> [Records provided]
★ ★ ★

#![no_main]
use std::cell::RefCell;
use std::convert::Infallible;

use libfuzzer_sys::{fuzz_mutator, fuzz_target, fuzzer_mutate};
use rand::rngs::SmallRng; // faster than StdRng
use rand::{Rng, RngCore, SeedableRng};
use utf8modem::{
    ByteHandler, State, Validity, classify, classify_stream_in, decode, decode_lossy,
    decode_strict, finish, next_state_with_handler,
};

const HEADER: usize = 4; // 4-byte split seed

thread_local! {
    // One SmallRng per thread, seeded once from the host OS
    static RNG: RefCell<SmallRng> =
        RefCell::new(SmallRng::from_os_rng());
}

/// Byte strings that sit on the edges of the lead-byte table.
static EDGE_TABLE: &[&[u8]] = &[
    b"\xC2\x80",
    b"\xDF\xBF",
    b"\xE0\xA0\x80",
    b"\xED\x9F\xBF",
    b"\xED\xA0\x80",
    b"\xEE\x80\x80",
    b"\xF0\x90\x80\x80",
    b"\xF4\x8F\xBF\xBF",
    b"\xF4\x90\x80\x80",
    b"\xC0\xAF",
    b"\xE0\x80\xAF",
    b"\xF8\x88\x80\x80\x80",
];

/// Helper: borrow the thread-local RNG and run a closure with it.
fn with_rng<F, R>(f: F) -> R
where
    F: FnOnce(&mut SmallRng) -> R,
{
    RNG.with(|cell| f(&mut cell.borrow_mut()))
}

fn mutator(data: &mut [u8], size: usize, max_size: usize, seed: u32) -> usize {
    if size < HEADER || seed.is_multiple_of(10) {
        data[..HEADER].copy_from_slice(&with_rng(|rng| rng.next_u32().to_le_bytes()));

        let mut prefix = HEADER;
        while prefix < max_size.min(HEADER + 256) {
            let limit = max_size - prefix;
            let written = append_fragment(&mut data[prefix..], limit);
            if written == 0 {
                break;
            }
            prefix += written;
        }
        prefix
    } else {
        fuzzer_mutate(data, size, max_size)
    }
}

/// Append one encoded scalar, a cut-off encoding, an edge case or a random
/// byte, never exceeding `limit`. Returns the number of bytes written.
fn append_fragment(buf: &mut [u8], limit: usize) -> usize {
    with_rng(|rng| {
        let mut scratch = [0u8; 4];
        let fragment: &[u8] = match rng.random_range(0..4) {
            0 => {
                let ch = char::from_u32(rng.random_range(0..=0x10_FFFF)).unwrap_or('\u{FFFD}');
                ch.encode_utf8(&mut scratch).as_bytes()
            }
            1 => {
                let ch = char::from_u32(rng.random_range(0x80..=0x10_FFFF)).unwrap_or('\u{10000}');
                let len = ch.encode_utf8(&mut scratch).len();
                &scratch[..rng.random_range(1..len)]
            }
            2 => EDGE_TABLE[rng.random_range(0..EDGE_TABLE.len())],
            _ => {
                scratch[0] = rng.random();
                &scratch[..1]
            }
        };
        if fragment.len() > limit {
            return 0;
        }
        buf[..fragment.len()].copy_from_slice(fragment);
        fragment.len()
    })
}

fuzz_mutator!(|data: &mut [u8], size: usize, max_size: usize, seed: u32| {
    mutator(data, size, max_size, seed)
});

/// Records every callback so whole and chunked runs can be compared.
#[derive(Debug, Default, PartialEq)]
struct Log(Vec<(u8, [u8; 4], Option<u8>)>);

impl Log {
    fn push(&mut self, kind: u8, bytes: &[u8], next: Option<u8>) -> Result<(), Infallible> {
        let mut padded = [0u8; 4];
        padded[..bytes.len()].copy_from_slice(bytes);
        self.0.push((kind, padded, next));
        Ok(())
    }

    fn errors(&self) -> usize {
        self.0.iter().filter(|(kind, ..)| (4..=7).contains(kind)).count()
    }
}

impl ByteHandler for Log {
    type Error = Infallible;

    fn handle_ascii(&mut self, b1: u8) -> Result<(), Infallible> {
        self.push(0, &[b1], None)
    }
    fn handle_2_bytes(&mut self, b1: u8, b2: u8) -> Result<(), Infallible> {
        self.push(1, &[b1, b2], None)
    }
    fn handle_3_bytes(&mut self, b1: u8, b2: u8, b3: u8) -> Result<(), Infallible> {
        self.push(2, &[b1, b2, b3], None)
    }
    fn handle_4_bytes(&mut self, b1: u8, b2: u8, b3: u8, b4: u8) -> Result<(), Infallible> {
        self.push(3, &[b1, b2, b3, b4], None)
    }
    fn handle_prefix_error(&mut self, b1: u8) -> Result<(), Infallible> {
        self.push(4, &[b1], None)
    }
    fn handle_continuation_error_1(&mut self, b1: u8, next: Option<u8>) -> Result<(), Infallible> {
        self.push(5, &[b1], next)
    }
    fn handle_continuation_error_2(&mut self, b1: u8, b2: u8, next: Option<u8>) -> Result<(), Infallible> {
        self.push(6, &[b1, b2], next)
    }
    fn handle_continuation_error_3(
        &mut self,
        b1: u8,
        b2: u8,
        b3: u8,
        next: Option<u8>,
    ) -> Result<(), Infallible> {
        self.push(7, &[b1, b2, b3], next)
    }
    fn handle_ignored_byte(&mut self, b: u8) -> Result<(), Infallible> {
        self.push(8, &[b], None)
    }
}

fn decode_whole(data: &[u8]) -> (Log, State) {
    let mut log = Log::default();
    let Ok(state) = decode(State::INITIAL, data, &mut log);
    let Ok(()) = finish(state, &mut log);
    (log, state)
}

fn decode_chunked(data: &[u8], split_seed: u64) -> (Log, State) {
    let mut log = Log::default();
    let mut state = State::INITIAL;
    for chunk in split_into_chunks(data, split_seed) {
        let Ok(next) = decode(state, chunk, &mut log);
        state = next;
    }
    let Ok(()) = finish(state, &mut log);
    (log, state)
}

fn decode_bytewise(data: &[u8]) -> (Log, State) {
    let mut log = Log::default();
    let mut state = State::INITIAL;
    for &byte in data {
        let Ok(next) = next_state_with_handler(state, byte, &mut log);
        state = next;
    }
    let Ok(()) = finish(state, &mut log);
    (log, state)
}

fn decoder(data: &[u8]) {
    if data.len() < HEADER {
        return;
    }

    let split_seed = u64::from(u32::from_le_bytes(data[..HEADER].try_into().unwrap()));
    let data = &data[HEADER..];

    let whole = decode_whole(data);
    assert_eq!(whole, decode_chunked(data, split_seed));
    assert_eq!(whole, decode_bytewise(data));

    let valid = std::str::from_utf8(data).is_ok();
    let validity = classify(data);
    assert_eq!(validity.is_fully_valid(), valid);
    assert_eq!(whole.0.errors() == 0, valid);
    assert_eq!(decode_strict(data).is_ok(), valid);
    if valid {
        assert_eq!(decode_lossy(data).as_bytes(), data);
    }
    if matches!(validity, Validity::Ascii) {
        assert!(data.is_ascii());
    }

    let mut buf = [0u8; 7];
    assert_eq!(classify_stream_in(data, &mut buf).unwrap(), validity);
}

fuzz_target!(|data: &[u8]| decoder(data));

/// Split `data` into chunks at positions derived from `split_seed`.
///
/// * `split_seed` may be any `u64`.
/// * Each chunk is at least one byte.
/// * Chunks cut through multi-byte sequences freely.
fn split_into_chunks(data: &[u8], split_seed: u64) -> Vec<&[u8]> {
    let mut rng = SmallRng::seed_from_u64(split_seed);
    let mut chunks = Vec::new();
    let mut start = 0;
    while start < data.len() {
        let size = rng.random_range(1..=(data.len() - start).min(16));
        chunks.push(&data[start..start + size]);
        start += size;
    }
    chunks
}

★ ★ ★

> [Task to carry out] State how many lines of the entries include the word "usize", giving that number by itself.

> [Exercise result] 5